Martins e Souza et al evaluated the accuracy of conventional MRI in determining the severity of glenoid bone loss in 36 patients with anterior shoulder dislocation by comparing results obtained by using conventional MRI with results from arthroscopic measurements. [43]  They found that interreader and intrareader correlations of MRI-derived measurements of glenoid bone loss were excellent and that the first and second observers' measurements showed strong and moderate interreader correlation, respectively, with arthroscopic measurements.

Magnetic resonance arthrography uses intra-articular contrast to distend the joint space, allowing space to visualize details of damage to the glenohumeral ligaments and labrum. There is continued debate over whether this additional imaging modality is necessary if an optimized MRI has been obtained.

Computed tomography (CT) is of increasing importance in the assessment of bone defects; it is currently considered the gold standard diagnostic tool for identifying bony defects and quantifying bone loss after recurrent anterior instability. [44]  In a study of 70 patients with traumatic anterior glenohumeral instability, Delage Royle et al found that regular radiographs had suboptimal sensitivity, specificity, and reliability for evaluation of glenoid and humeral bone loss. [45] They recommended that CT be considered in the treatment algorithm for accurate quantification of bone loss.

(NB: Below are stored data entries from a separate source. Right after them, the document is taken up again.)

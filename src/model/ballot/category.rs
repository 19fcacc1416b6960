use std::fmt::Display;

use serde::{Deserialize, Serialize};

/// The three independent elections decided on one ballot.
#[derive(Debug, Clone, Copy, PartialEq, Eq, Serialize, Deserialize)]
#[serde(rename_all = "lowercase")]
pub enum Category {
    Organization,
    Club,
    Council,
}

impl Category {
    pub const ALL: [Category; 3] = [Self::Organization, Self::Club, Self::Council];

    /// Council elects up to two seats; the others elect one.
    pub fn max_choices(self) -> usize {
        match self {
            Self::Organization | Self::Club => 1,
            Self::Council => 2,
        }
    }
}

impl Display for Category {
    fn fmt(&self, formatter: &mut std::fmt::Formatter<'_>) -> std::fmt::Result {
        write!(
            formatter,
            "{}",
            match self {
                Self::Organization => "organization",
                Self::Club => "club",
                Self::Council => "council",
            }
        )
    }
}
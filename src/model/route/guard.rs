use chrono::{DateTime, Utc};

use crate::model::auth::{has_permission, Claims, Role};

use super::matrix::{matches_prefix, required_for, Requirement};

pub const LOGIN: &str = "/login";
pub const HOME: &str = "/";
pub const VOTING: &str = "/voting";
pub const SUMMARY: &str = "/summary";
pub const SUCCESS: &str = "/success";
pub const DASHBOARD: &str = "/admin/dashboard";

/// Verdict for one navigation.
#[derive(Debug, Clone, Copy, PartialEq, Eq)]
pub enum Decision {
    Allow,
    Redirect {
        to: &'static str,
        /// The stored credential is void and must be dropped alongside
        /// the redirect.
        clear_credential: bool,
    },
}

impl Decision {
    fn redirect(to: &'static str) -> Self {
        Self::Redirect {
            to,
            clear_credential: false,
        }
    }
}

/// Landing page for a freshly authenticated user.
pub fn landing_page(role: Role) -> &'static str {
    match role {
        Role::Member => VOTING,
        Role::Admin | Role::SuperAdmin => DASHBOARD,
    }
}

/// Decide one navigation.
///
/// This is the single rule set behind both protection layers: the
/// authoritative pre-render gate and the advisory client-side re-check.
/// Neither layer may assume the other already ran; a bookmarked deep
/// link reaches the re-check without any prior evaluation.
pub fn evaluate(token: Option<&str>, path: &str, now: DateTime<Utc>) -> Decision {
    let claims = match token {
        Some(raw) => match raw.parse::<Claims>() {
            Ok(claims) if !claims.is_expired(now) => Some(claims),
            // Unparseable or expired: void the credential and start over.
            _ => {
                return Decision::Redirect {
                    to: LOGIN,
                    clear_credential: true,
                }
            }
        },
        None => None,
    };

    if let Some(claims) = &claims {
        // A completed voter cannot re-enter the ballot flow. The success
        // page itself stays reachable.
        if claims.has_voted && (matches_prefix(path, VOTING) || matches_prefix(path, SUMMARY)) {
            return Decision::redirect(SUCCESS);
        }

        // Already logged in: the login page bounces to the role landing.
        if path == LOGIN {
            return Decision::redirect(landing_page(claims.role));
        }
    }

    let role = claims.as_ref().map(|claims| claims.role);
    match required_for(path) {
        Requirement::Public => Decision::Allow,
        Requirement::AuthenticatedAny if role.is_some() => Decision::Allow,
        Requirement::AuthenticatedAny => Decision::redirect(LOGIN),
        Requirement::Role(required) if has_permission(role, required) => Decision::Allow,
        Requirement::Role(_) => Decision::redirect(insufficient_role_landing(role)),
    }
}

/// Where to send a user whose role does not meet the route's requirement.
fn insufficient_role_landing(role: Option<Role>) -> &'static str {
    match role {
        None => LOGIN,
        Some(Role::Member) => HOME,
        // An admin short of super admin lands back on the dashboard.
        Some(Role::Admin) | Some(Role::SuperAdmin) => DASHBOARD,
    }
}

An important use of these advanced imaging modalities is determination of the extent of glenoid bone loss, which is essential for clinical decision-making. There are many measuring methods that use MRI or CT; they can be broadly categorized into two groups: (1) width techniques and (2) best-fit circle techniques. [46]

Width methods include the following:

  • Glenoid rim distance
  • Glenoid index
  • Width-length ratio
  • West Point measurement

Best-fit circle techniques include the following [8] :

  • Pico method
  • Sugaya method
  • Dumont arc angle method
  • MRI methods

No measurement method has yet been established in the literature as a gold standard; accordingly, the choice of method should be based on available quality imaging and provider preference. Measurements of humeral bone loss, or Hill-Sachs defects, have been less extensively studied but include the use of plain radiographs, MRI, and CT.